Are you saying that EAs are better at deceiving people than typical members of those groups?
Definitely in-expectation! I think SBF, Sam Altman, Dario, Geoff Anders plus a bunch of others are pretty big outliers on these dimensions. I think in-practice there is a lot variance between individuals, with a very high-level gloss being something like "the geeks are generally worse, unless they make it an explicit optimization target, but there are a bunch of very competent sociopaths around, in the Venkatesh Rao sense of the word, which seem a lot more competent and empowered than even the sociopaths in other communities".
Are you claiming that members of those groups may regularly spout false claims, but they're actually not that invested in getting others to believe them?
Yeah, that's a good chunk of it. Like, members of those groups do not regularly sit down and make extensive plans about how to optimize other people's beliefs in the same way as seems routine around here. Some of it is a competence side-effect. Paranoia becomes worse the more competent your adversary is. The AI Safety community is a particularly scary adversary in that respect (and one that due to relatively broad buy-in for something like naive-consequentialism can bring more of its competence to bear on the task of deceiving you).

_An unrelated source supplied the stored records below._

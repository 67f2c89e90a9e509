// Key management and transaction signatures

use crate::core::{hash160, hash256, sha256_hash, canonical_string, LedgerError, Transaction, TransactionRequest};
use secp256k1::{ecdsa::Signature, Message, PublicKey, Secp256k1, SecretKey};
use rand::rngs::OsRng;
use serde::{Serialize, Deserialize};

/// Version byte prepended to the public key hash
pub const ADDRESS_VERSION: u8 = 0x00;

/// Derive a blockchain address from a public key
///
/// base58(version || RIPEMD160(SHA256(pubkey)) || checksum), where the
/// checksum is the first 4 bytes of a double SHA256 over the versioned hash.
pub fn derive_address(public_key: &PublicKey) -> String {
    let pubkey_hash = hash160(&public_key.serialize_uncompressed());

    let mut payload = Vec::with_capacity(25);
    payload.push(ADDRESS_VERSION);
    payload.extend_from_slice(&pubkey_hash);

    let checksum = hash256(&payload);
    payload.extend_from_slice(&checksum[..4]);

    bs58::encode(payload).into_string()
}

/// Parse a hex-encoded public key
pub fn public_key_from_hex(public_key_hex: &str) -> Result<PublicKey, LedgerError> {
    let bytes = hex::decode(public_key_hex)
        .map_err(|e| LedgerError::InvalidSignature(format!("public key is not hex: {}", e)))?;
    PublicKey::from_slice(&bytes)
        .map_err(|e| LedgerError::InvalidSignature(format!("malformed public key: {}", e)))
}

/// SHA256 of the canonical {sender, recipient, value} encoding
pub fn transaction_digest(tx: &Transaction) -> [u8; 32] {
    sha256_hash(canonical_string(&tx.canonical_value()).as_bytes())
}

/// Sign a transaction, returning the compact signature as hex
pub fn sign_transaction(tx: &Transaction, secret_key: &SecretKey) -> String {
    let secp = Secp256k1::signing_only();
    let message = Message::from_digest(transaction_digest(tx));
    let signature = secp.sign_ecdsa(&message, secret_key);
    hex::encode(signature.serialize_compact())
}

/// Verify a transaction signature against the claimed public key
pub fn verify_transaction(
    tx: &Transaction,
    public_key_hex: &str,
    signature_hex: &str,
) -> Result<(), LedgerError> {
    let public_key = public_key_from_hex(public_key_hex)?;

    let sig_bytes = hex::decode(signature_hex)
        .map_err(|e| LedgerError::InvalidSignature(format!("signature is not hex: {}", e)))?;
    let signature = Signature::from_compact(&sig_bytes)
        .map_err(|e| LedgerError::InvalidSignature(format!("malformed signature: {}", e)))?;

    let secp = Secp256k1::verification_only();
    let message = Message::from_digest(transaction_digest(tx));
    secp.verify_ecdsa(&message, &signature, &public_key)
        .map_err(|_| LedgerError::InvalidSignature("verification failed".to_string()))
}

/// Exported wallet keys (hex) and address
#[derive(Debug, Clone, PartialEq, Serialize, Deserialize)]
pub struct WalletInfo {
    pub private_key: String,
    pub public_key: String,
    pub blockchain_address: String,
}

/// Key pair plus its derived address
#[derive(Clone)]
pub struct Wallet {
    secret_key: SecretKey,
    public_key: PublicKey,
    address: String,
}

impl Wallet {
    /// Generate a new wallet
    pub fn generate() -> Self {
        let secp = Secp256k1::new();
        let mut rng = OsRng;

        let secret_key = SecretKey::new(&mut rng);
        let public_key = secret_key.public_key(&secp);

        Self::from_keys(secret_key, public_key)
    }

    /// Restore a wallet from a hex-encoded private key
    pub fn from_private_key_hex(private_key_hex: &str) -> Result<Self, LedgerError> {
        let bytes = hex::decode(private_key_hex)
            .map_err(|e| LedgerError::InvalidSignature(format!("private key is not hex: {}", e)))?;
        let secret_key = SecretKey::from_slice(&bytes)
            .map_err(|e| LedgerError::InvalidSignature(format!("malformed private key: {}", e)))?;

        let secp = Secp256k1::new();
        let public_key = secret_key.public_key(&secp);

        Ok(Self::from_keys(secret_key, public_key))
    }

    fn from_keys(secret_key: SecretKey, public_key: PublicKey) -> Self {
        Self {
            address: derive_address(&public_key),
            secret_key,
            public_key,
        }
    }

    /// Get the blockchain address
    pub fn address(&self) -> &str {
        &self.address
    }

    pub fn public_key(&self) -> &PublicKey {
        &self.public_key
    }

    /// Private key as hex
    pub fn private_key_hex(&self) -> String {
        hex::encode(self.secret_key.secret_bytes())
    }

    /// Uncompressed public key as hex
    pub fn public_key_hex(&self) -> String {
        hex::encode(self.public_key.serialize_uncompressed())
    }

    /// Sign a transaction with this wallet's key
    pub fn sign(&self, tx: &Transaction) -> String {
        sign_transaction(tx, &self.secret_key)
    }

    /// Build a signed transfer request from this wallet
    pub fn transfer(&self, recipient: &str, value: f64) -> TransactionRequest {
        let request = TransactionRequest::unsigned(self.address.clone(), recipient, value);
        let signature = self.sign(&request.transaction());
        request.with_signature(self.public_key_hex(), signature)
    }

    /// Export keys and address
    pub fn info(&self) -> WalletInfo {
        WalletInfo {
            private_key: self.private_key_hex(),
            public_key: self.public_key_hex(),
            blockchain_address: self.address.clone(),
        }
    }
}

impl std::fmt::Debug for Wallet {
    fn fmt(&self, f: &mut std::fmt::Formatter) -> std::fmt::Result {
        f.debug_struct("Wallet").field("address", &self.address).finish()
    }
}
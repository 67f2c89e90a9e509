// Ledger error taxonomy

/// Errors surfaced by the ledger core
#[derive(Debug, Clone, PartialEq)]
pub enum LedgerError {
    /// Bad key/signature encoding or failed signature verification
    InvalidSignature(String),
    /// Sender's confirmed balance is below the transaction value
    InsufficientBalance { balance: f64, requested: f64 },
    /// Transaction value is negative or not a finite number
    InvalidValue(f64),
    /// A chain failed hash-linkage or proof-of-work validation
    InvalidChain(String),
    /// Network failure while talking to a neighbor
    NeighborUnreachable { peer: String, reason: String },
    /// Self host is not a dotted-quad IPv4 address
    MalformedHostAddress(String),
    /// Proof-of-work search was cancelled before a nonce was found
    MiningAborted,
}

impl std::fmt::Display for LedgerError {
    fn fmt(&self, f: &mut std::fmt::Formatter) -> std::fmt::Result {
        match self {
            LedgerError::InvalidSignature(reason) => write!(f, "Invalid signature: {}", reason),
            LedgerError::InsufficientBalance { balance, requested } => {
                write!(f, "Insufficient balance: have {}, need {}", balance, requested)
            }
            LedgerError::InvalidValue(value) => write!(f, "Invalid transaction value: {}", value),
            LedgerError::InvalidChain(reason) => write!(f, "Invalid chain: {}", reason),
            LedgerError::NeighborUnreachable { peer, reason } => {
                write!(f, "Neighbor {} unreachable: {}", peer, reason)
            }
            LedgerError::MalformedHostAddress(host) => write!(f, "Malformed host address: {}", host),
            LedgerError::MiningAborted => write!(f, "Mining aborted"),
        }
    }
}

impl std::error::Error for LedgerError {}
// Chain validation

use crate::core::{Block, LedgerError};
use crate::consensus::pow::Miner;

/// Chain validation error types
#[derive(Debug, Clone, PartialEq, Eq)]
pub enum ChainValidationError {
    /// Chain has no blocks at all
    Empty,
    /// Block's previous hash doesn't match the hash of the block before it
    BrokenLink { index: usize },
    /// Block's nonce doesn't satisfy the difficulty target
    InvalidProofOfWork { index: usize },
}

impl std::fmt::Display for ChainValidationError {
    fn fmt(&self, f: &mut std::fmt::Formatter) -> std::fmt::Result {
        match self {
            ChainValidationError::Empty => write!(f, "Chain has no blocks"),
            ChainValidationError::BrokenLink { index } => {
                write!(f, "Block {} does not link to its predecessor", index)
            }
            ChainValidationError::InvalidProofOfWork { index } => {
                write!(f, "Block {} has an invalid proof of work", index)
            }
        }
    }
}

impl std::error::Error for ChainValidationError {}

impl From<ChainValidationError> for LedgerError {
    fn from(err: ChainValidationError) -> Self {
        LedgerError::InvalidChain(err.to_string())
    }
}

/// Chain validator
#[derive(Debug, Clone, Copy)]
pub struct ChainValidator {
    /// PoW miner for verification
    miner: Miner,
}

impl ChainValidator {
    /// Create a new chain validator with fixed difficulty
    pub fn new(difficulty: usize) -> Self {
        Self {
            miner: Miner::new(difficulty),
        }
    }

    /// Validate every block after genesis: hash linkage first, then proof of work.
    /// The first violation rejects the whole chain.
    pub fn validate_chain(&self, chain: &[Block]) -> Result<(), ChainValidationError> {
        if chain.is_empty() {
            return Err(ChainValidationError::Empty);
        }

        for (index, pair) in chain.windows(2).enumerate() {
            let (previous, block) = (&pair[0], &pair[1]);
            let index = index + 1;

            if block.previous_hash != previous.hash() {
                return Err(ChainValidationError::BrokenLink { index });
            }

            if !self.miner.verify(block) {
                return Err(ChainValidationError::InvalidProofOfWork { index });
            }
        }

        Ok(())
    }

    /// Convenience wrapper returning a bool
    pub fn is_valid(&self, chain: &[Block]) -> bool {
        self.validate_chain(chain).is_ok()
    }
}
// Wallet: key pairs, addresses and transaction signatures

mod keys;

pub use keys::{
    Wallet, WalletInfo, derive_address, public_key_from_hex, sign_transaction,
    transaction_digest, verify_transaction, ADDRESS_VERSION,
};
// Network node - owns the ledger state and drives mining, discovery and consensus

use crate::config::NodeConfig;
use crate::consensus::{select_longest_valid_chain, ChainValidator, Miner};
use crate::core::{Block, LedgerError, Transaction, TransactionRequest, MINING_REWARD, MINING_SENDER};
use crate::network::{discover_neighbors, PeerClient};
use crate::storage::{Chain, TransactionPool};
use crate::wallet::{derive_address, public_key_from_hex, verify_transaction};
use std::future::Future;
use std::sync::atomic::{AtomicBool, Ordering};
use std::sync::Arc;
use std::time::Duration;
use tokio::sync::{watch, Mutex, RwLock};
use tokio::task::JoinHandle;

/// Marks one periodic activity as in flight; released on drop
struct ActivityGuard<'a>(&'a AtomicBool);

impl<'a> ActivityGuard<'a> {
    /// Non-blocking acquire: `None` if the activity is already running
    fn try_acquire(flag: &'a AtomicBool) -> Option<Self> {
        flag.compare_exchange(false, true, Ordering::AcqRel, Ordering::Acquire)
            .ok()
            .map(|_| Self(flag))
    }
}

impl Drop for ActivityGuard<'_> {
    fn drop(&mut self) {
        self.0.store(false, Ordering::Release);
    }
}

/// Network node
pub struct Node {
    config: NodeConfig,
    /// Address credited with mining rewards
    address: String,
    chain: RwLock<Chain>,
    pool: Mutex<TransactionPool>,
    neighbors: RwLock<Vec<String>>,
    /// Held by block sealing and chain replacement
    chain_mutation: Mutex<()>,
    peers: Arc<dyn PeerClient>,
    validator: ChainValidator,
    mining: AtomicBool,
    syncing: AtomicBool,
    /// Raised on shutdown to abandon an in-flight proof-of-work search
    cancel: Arc<AtomicBool>,
}

impl Node {
    /// Create a new node with a fresh genesis chain
    pub fn new(config: NodeConfig, address: impl Into<String>, peers: Arc<dyn PeerClient>) -> Self {
        Self {
            validator: ChainValidator::new(config.difficulty),
            config,
            address: address.into(),
            chain: RwLock::new(Chain::new()),
            pool: Mutex::new(TransactionPool::new()),
            neighbors: RwLock::new(Vec::new()),
            chain_mutation: Mutex::new(()),
            peers,
            mining: AtomicBool::new(false),
            syncing: AtomicBool::new(false),
            cancel: Arc::new(AtomicBool::new(false)),
        }
    }

    pub fn address(&self) -> &str {
        &self.address
    }

    pub fn config(&self) -> &NodeConfig {
        &self.config
    }

    /// Copy of the chain, genesis first
    pub async fn get_chain(&self) -> Vec<Block> {
        self.chain.read().await.blocks().to_vec()
    }

    /// Printable dump of the chain
    pub async fn describe_chain(&self) -> String {
        self.chain.read().await.describe()
    }

    /// Confirmed balance of an address
    pub async fn get_balance(&self, address: &str) -> f64 {
        self.chain.read().await.balance_of(address)
    }

    /// Pending transactions, in arrival order
    pub async fn pool_transactions(&self) -> Vec<Transaction> {
        self.pool.lock().await.snapshot()
    }

    /// Drop every pending transaction
    pub async fn clear_pool(&self) {
        self.pool.lock().await.clear();
        log::info!("Transaction pool cleared");
    }

    /// Current neighbor set
    pub async fn neighbors(&self) -> Vec<String> {
        self.neighbors.read().await.clone()
    }

    /// Replace the neighbor set wholesale
    pub async fn set_neighbors(&self, neighbors: Vec<String>) {
        *self.neighbors.write().await = neighbors;
    }

    /// Accept a transaction into the pool.
    ///
    /// Rewards from the reserved sender go straight in. Anything else needs a
    /// valid signature from the key behind the sender address and enough
    /// confirmed balance to cover the value.
    pub async fn add_transaction(&self, request: &TransactionRequest) -> Result<(), LedgerError> {
        let tx = request.transaction();

        if tx.is_reward() {
            self.pool.lock().await.push(tx);
            return Ok(());
        }

        if !tx.value.is_finite() || tx.value < 0.0 {
            return Err(LedgerError::InvalidValue(tx.value));
        }

        let (Some(public_key), Some(signature)) =
            (request.sender_public_key.as_deref(), request.signature.as_deref())
        else {
            return Err(LedgerError::InvalidSignature("missing public key or signature".to_string()));
        };

        verify_transaction(&tx, public_key, signature)?;

        if derive_address(&public_key_from_hex(public_key)?) != tx.sender {
            return Err(LedgerError::InvalidSignature(
                "public key does not belong to sender address".to_string(),
            ));
        }

        let balance = self.get_balance(&tx.sender).await;
        if balance < tx.value {
            log::error!("Rejected transaction from {}: balance {} < {}", tx.sender, balance, tx.value);
            return Err(LedgerError::InsufficientBalance {
                balance,
                requested: tx.value,
            });
        }

        self.pool.lock().await.push(tx);
        Ok(())
    }

    /// Accept a client transaction and relay it to every neighbor
    pub async fn create_transaction(&self, request: &TransactionRequest) -> Result<(), LedgerError> {
        Self::reject_reserved_sender(request)?;
        self.add_transaction(request).await?;
        self.relay_transaction(request).await;
        Ok(())
    }

    /// Accept a transaction relayed by a neighbor, without relaying it again
    pub async fn receive_transaction(&self, request: &TransactionRequest) -> Result<(), LedgerError> {
        Self::reject_reserved_sender(request)?;
        self.add_transaction(request).await
    }

    fn reject_reserved_sender(request: &TransactionRequest) -> Result<(), LedgerError> {
        if request.is_reward() {
            return Err(LedgerError::InvalidSignature(format!(
                "sender {:?} is reserved for mining rewards",
                MINING_SENDER
            )));
        }
        Ok(())
    }

    /// Best-effort relay; failures are logged and skipped
    async fn relay_transaction(&self, request: &TransactionRequest) {
        for peer in self.neighbors().await {
            if let Err(e) = self.peers.relay_transaction(&peer, request).await {
                log::warn!("Relay to {} failed: {}", peer, e);
            }
        }
    }

    /// Seal the pool into a new block.
    ///
    /// Adds this node's reward, searches for a nonce over the pool snapshot and
    /// the tip hash, appends the block and removes the sealed transactions from
    /// the pool. Neighbors are then told to clear their pools and to run
    /// conflict resolution.
    pub async fn mine(&self) -> Result<Block, LedgerError> {
        let block = {
            let _sealing = self.chain_mutation.lock().await;

            let reward = TransactionRequest::unsigned(MINING_SENDER, self.address.clone(), MINING_REWARD);
            self.add_transaction(&reward).await?;

            let transactions = self.pool.lock().await.snapshot();
            let previous_hash = self.chain.read().await.last_hash();

            let result = match self.proof_of_work(transactions.clone(), previous_hash.clone()).await {
                Ok(result) => result,
                Err(e) => {
                    self.pool.lock().await.remove_included(&[reward.transaction()]);
                    return Err(e);
                }
            };

            let block = Block::new(result.nonce, previous_hash, transactions);
            self.chain.write().await.push(block.clone());
            self.pool.lock().await.remove_included(&block.transactions);

            log::info!(
                "Mined block with {} transactions, nonce {} after {} attempts in {:?}",
                block.transactions.len(),
                result.nonce,
                result.attempts,
                result.duration
            );
            block
        };

        let neighbors = self.neighbors().await;
        for peer in &neighbors {
            if let Err(e) = self.peers.clear_remote_pool(peer).await {
                log::warn!("Clearing pool of {} failed: {}", peer, e);
            }
        }
        for peer in &neighbors {
            if let Err(e) = self.peers.notify_consensus(peer).await {
                log::warn!("Consensus request to {} failed: {}", peer, e);
            }
        }

        Ok(block)
    }

    /// CPU-bound nonce search, off the async workers
    async fn proof_of_work(
        &self,
        transactions: Vec<Transaction>,
        previous_hash: String,
    ) -> Result<crate::consensus::MiningResult, LedgerError> {
        let miner = Miner::new(self.config.difficulty);
        let cancel = Arc::clone(&self.cancel);

        tokio::task::spawn_blocking(move || miner.mine_cancellable(&transactions, &previous_hash, &cancel))
            .await
            .map_err(|e| {
                log::error!("Proof of work task failed: {}", e);
                LedgerError::MiningAborted
            })?
            .ok_or(LedgerError::MiningAborted)
    }

    /// Mine unless a mining attempt is already running.
    /// Returns `None` when the attempt was skipped.
    pub async fn try_mine(&self) -> Option<Result<Block, LedgerError>> {
        let Some(_guard) = ActivityGuard::try_acquire(&self.mining) else {
            log::debug!("Mining already in progress, skipping");
            return None;
        };
        Some(self.mine().await)
    }

    /// Rescan the subnet and replace the neighbor set.
    /// Returns `false` when a scan was already running.
    pub async fn sync_neighbors(&self) -> bool {
        let Some(_guard) = ActivityGuard::try_acquire(&self.syncing) else {
            log::debug!("Neighbor discovery already in progress, skipping");
            return false;
        };

        let found = discover_neighbors(
            &self.config.host,
            self.config.port,
            self.config.ip_offsets.clone(),
            self.config.ports.clone(),
            self.config.probe_timeout,
        )
        .await;

        match found {
            Ok(neighbors) => {
                log::info!("Neighbors: {:?}", neighbors);
                self.set_neighbors(neighbors).await;
            }
            Err(e) => log::error!("Neighbor discovery aborted: {}", e),
        }
        true
    }

    /// Replace the local chain with the longest valid neighbor chain, if one
    /// is strictly longer. Returns whether a replacement happened.
    pub async fn resolve_conflicts(&self) -> bool {
        let mut candidates = Vec::new();
        for peer in self.neighbors().await {
            match self.peers.fetch_chain(&peer).await {
                Ok(chain) => candidates.push((peer, chain)),
                Err(e) => log::warn!("Skipping {} during resolution: {}", peer, e),
            }
        }

        let _replacing = self.chain_mutation.lock().await;
        let local_length = self.chain.read().await.len();

        match select_longest_valid_chain(local_length, candidates, &self.validator) {
            Some(longest) => {
                log::info!("Chain replaced: {} -> {} blocks", local_length, longest.len());
                self.chain.write().await.replace(longest);
                true
            }
            None => {
                log::info!("Chain not replaced");
                false
            }
        }
    }

    /// Start the node: discover neighbors, resolve conflicts once, then run
    /// discovery and mining as periodic tasks until the handle is stopped.
    pub async fn run(self: Arc<Self>) -> NodeHandle {
        self.sync_neighbors().await;
        self.resolve_conflicts().await;

        let (stop_tx, stop_rx) = watch::channel(false);
        let mut tasks = Vec::new();

        let node = Arc::clone(&self);
        tasks.push(spawn_periodic(
            "discovery",
            self.config.discovery_interval,
            true,
            stop_rx.clone(),
            move || {
                let node = Arc::clone(&node);
                async move {
                    node.sync_neighbors().await;
                }
            },
        ));

        if self.config.mining_enabled {
            let node = Arc::clone(&self);
            tasks.push(spawn_periodic(
                "mining",
                self.config.mining_interval,
                false,
                stop_rx,
                move || {
                    let node = Arc::clone(&node);
                    async move {
                        if let Some(Err(e)) = node.try_mine().await {
                            log::error!("Mining failed: {}", e);
                        }
                    }
                },
            ));
        }

        NodeHandle {
            stop_tx,
            cancel: Arc::clone(&self.cancel),
            tasks,
        }
    }
}

/// Run `job`, then wait `interval` after it completes, until stopped
fn spawn_periodic<F, Fut>(
    name: &'static str,
    interval: Duration,
    delay_first: bool,
    mut stop: watch::Receiver<bool>,
    mut job: F,
) -> JoinHandle<()>
where
    F: FnMut() -> Fut + Send + 'static,
    Fut: Future<Output = ()> + Send + 'static,
{
    tokio::spawn(async move {
        let mut run_now = !delay_first;
        loop {
            if *stop.borrow() {
                break;
            }
            if run_now {
                job().await;
            }
            run_now = true;

            tokio::select! {
                _ = tokio::time::sleep(interval) => {}
                _ = stop.changed() => break,
            }
        }
        log::info!("{} loop stopped", name);
    })
}

/// Stop handle for the periodic tasks started by [`Node::run`]
pub struct NodeHandle {
    stop_tx: watch::Sender<bool>,
    cancel: Arc<AtomicBool>,
    tasks: Vec<JoinHandle<()>>,
}

impl NodeHandle {
    /// Stop every loop and abandon any proof-of-work in progress
    pub async fn stop(self) {
        let _ = self.stop_tx.send(true);
        self.cancel.store(true, Ordering::Relaxed);

        for task in self.tasks {
            if let Err(e) = task.await {
                log::error!("Periodic task ended abnormally: {}", e);
            }
        }
    }
}
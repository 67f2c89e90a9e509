// Neighbor discovery by scanning the local /24 subnet

use crate::core::LedgerError;
use std::net::Ipv4Addr;
use std::ops::Range;
use std::time::Duration;
use tokio::net::TcpStream;
use tokio::task::JoinSet;

/// Parse a dotted-quad IPv4 host
pub fn parse_host(host: &str) -> Result<Ipv4Addr, LedgerError> {
    host.parse::<Ipv4Addr>()
        .map_err(|_| LedgerError::MalformedHostAddress(host.to_string()))
}

/// Check whether something accepts TCP connections at `host:port`
pub async fn probe(host: &str, port: u16, timeout: Duration) -> bool {
    match tokio::time::timeout(timeout, TcpStream::connect((host, port))).await {
        Ok(Ok(_)) => true,
        Ok(Err(e)) => {
            log::debug!("Probe {}:{} failed: {}", host, port, e);
            false
        }
        Err(_) => {
            log::debug!("Probe {}:{} timed out", host, port);
            false
        }
    }
}

/// Scan `ports` × `ip_offsets` around `self_host` and return every reachable
/// endpoint other than this node's own.
///
/// Candidates keep the /24 prefix of `self_host`; the last octet is shifted by
/// each offset and candidates outside 0..=255 are skipped. Results are ordered
/// by port, then offset.
pub async fn discover_neighbors(
    self_host: &str,
    self_port: u16,
    ip_offsets: Range<i16>,
    ports: Range<u16>,
    probe_timeout: Duration,
) -> Result<Vec<String>, LedgerError> {
    let ip = parse_host(self_host)?;
    let [a, b, c, last] = ip.octets();
    let self_endpoint = format!("{}:{}", self_host, self_port);

    let mut probes = JoinSet::new();
    let mut order = 0usize;

    for port in ports {
        for offset in ip_offsets.clone() {
            let Some(octet) = i16::from(last).checked_add(offset) else {
                continue;
            };
            let Ok(octet) = u8::try_from(octet) else {
                continue;
            };

            let host = Ipv4Addr::new(a, b, c, octet).to_string();
            let endpoint = format!("{}:{}", host, port);
            if endpoint == self_endpoint {
                continue;
            }

            let index = order;
            order += 1;
            probes.spawn(async move {
                let reachable = probe(&host, port, probe_timeout).await;
                (index, endpoint, reachable)
            });
        }
    }

    let mut found = Vec::new();
    while let Some(joined) = probes.join_next().await {
        match joined {
            Ok((index, endpoint, true)) => found.push((index, endpoint)),
            Ok(_) => {}
            Err(e) => log::error!("Probe task failed: {}", e),
        }
    }

    found.sort_by_key(|(index, _)| *index);
    Ok(found.into_iter().map(|(_, endpoint)| endpoint).collect())
}
// Longest-valid-chain selection

use crate::core::Block;
use crate::consensus::ChainValidator;

/// Pick the chain that should replace the local one, if any.
///
/// A candidate qualifies only when it is strictly longer than the best length
/// seen so far (starting at `local_length`) and validates. Equal lengths never
/// replace, so the first peer to present a given length wins.
pub fn select_longest_valid_chain<I>(
    local_length: usize,
    candidates: I,
    validator: &ChainValidator,
) -> Option<Vec<Block>>
where
    I: IntoIterator<Item = (String, Vec<Block>)>,
{
    let mut max_length = local_length;
    let mut longest_chain = None;

    for (peer, chain) in candidates {
        if chain.len() <= max_length {
            log::debug!("Chain from {} not longer than {} blocks, skipping", peer, max_length);
            continue;
        }

        match validator.validate_chain(&chain) {
            Ok(()) => {
                max_length = chain.len();
                longest_chain = Some(chain);
            }
            Err(e) => {
                log::warn!("Rejecting chain from {}: {}", peer, e);
            }
        }
    }

    longest_chain
}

My current best guess is that you have a higher likelihood of being actively deceived/have someone actively plot to mislead you/have someone put in very substantial optimization pressure to get you to believe something false or self-serving, if you interface with the AI safety community than almost any of the above.
A lot of that is the result of agency, which is often good, but in this case a double-edged sword. Naive consequentialism and lots of intense group-beliefs make the appropriate level of paranoia when interfacing with the AI Safety community higher than with most of these places.
"Appropriate levels of paranoia when interfacing with you" is of course not the only measure of honor and integrity, though as I am hoping to write about sometime this week, it's kind of close to the top.
On that dimension, I think the AI Safety community is below AGI companies and the US military, and above all the other ones on this list. For the AGI companies, it's unclear to me how much of it is the same generator. Approximately 50% of the AI Safety community are employed by AI labs, and they have historically made up a non-trivial fraction of the leadership of those companies, so those datapoints are highly correlated.
Huh, those are very confident AGI timelines. Have you written anything on your reasons for that? (No worries if not, am just curious).
Also, come on, this seems false. I am pretty sure you've seen Leverage employees do this, and my guess is you've seen transcripts of chats of this happening with quite a lot of agency at FTX with regards to various auditors and creditors.